When you reach the entries below, transcribe each one exactly as it stands.

## DATASET CONTENT
□ □ □ □ □ □ □

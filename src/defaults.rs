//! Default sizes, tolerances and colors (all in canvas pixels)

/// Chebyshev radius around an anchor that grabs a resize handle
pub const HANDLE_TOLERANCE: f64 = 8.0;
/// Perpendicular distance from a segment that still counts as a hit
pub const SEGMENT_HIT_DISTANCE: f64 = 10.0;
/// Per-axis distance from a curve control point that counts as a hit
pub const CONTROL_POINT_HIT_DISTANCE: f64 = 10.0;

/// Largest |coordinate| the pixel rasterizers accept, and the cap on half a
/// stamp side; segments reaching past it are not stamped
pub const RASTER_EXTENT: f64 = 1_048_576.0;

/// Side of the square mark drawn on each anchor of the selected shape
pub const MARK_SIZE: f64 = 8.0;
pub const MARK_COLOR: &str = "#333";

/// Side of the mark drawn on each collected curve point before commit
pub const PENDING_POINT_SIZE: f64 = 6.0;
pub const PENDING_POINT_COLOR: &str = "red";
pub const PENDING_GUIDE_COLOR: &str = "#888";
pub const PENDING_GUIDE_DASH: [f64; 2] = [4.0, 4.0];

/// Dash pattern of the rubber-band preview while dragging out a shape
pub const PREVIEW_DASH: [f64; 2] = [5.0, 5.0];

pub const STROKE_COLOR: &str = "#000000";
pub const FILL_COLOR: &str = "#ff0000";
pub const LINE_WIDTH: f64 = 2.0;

□ □ □ □ □ □ □

## THE ANSWER
filename src/defaults.rs
//! Default sizes, tolerances and colors (all in canvas pixels)

/// Chebyshev radius around an anchor that grabs a resize handle
pub const HANDLE_TOLERANCE: f64 = 8.0;
/// Perpendicular distance from a segment that still counts as a hit
pub const SEGMENT_HIT_DISTANCE: f64 = 10.0;
/// Per-axis distance from a curve control point that counts as a hit
pub const CONTROL_POINT_HIT_DISTANCE: f64 = 10.0;

/// Largest |coordinate| the pixel rasterizers accept, and the cap on half a
/// stamp side; segments reaching past it are not stamped
pub const RASTER_EXTENT: f64 = 1_048_576.0;

/// Side of the square mark drawn on each anchor of the selected shape
pub const MARK_SIZE: f64 = 8.0;
pub const MARK_COLOR: &str = "#333";

/// Side of the mark drawn on each collected curve point before commit
pub const PENDING_POINT_SIZE: f64 = 6.0;
pub const PENDING_POINT_COLOR: &str = "red";
pub const PENDING_GUIDE_COLOR: &str = "#888";
pub const PENDING_GUIDE_DASH: [f64; 2] = [4.0, 4.0];

/// Dash pattern of the rubber-band preview while dragging out a shape
pub const PREVIEW_DASH: [f64; 2] = [5.0, 5.0];

pub const STROKE_COLOR: &str = "#000000";
pub const FILL_COLOR: &str = "#ff0000";
pub const LINE_WIDTH: f64 = 2.0;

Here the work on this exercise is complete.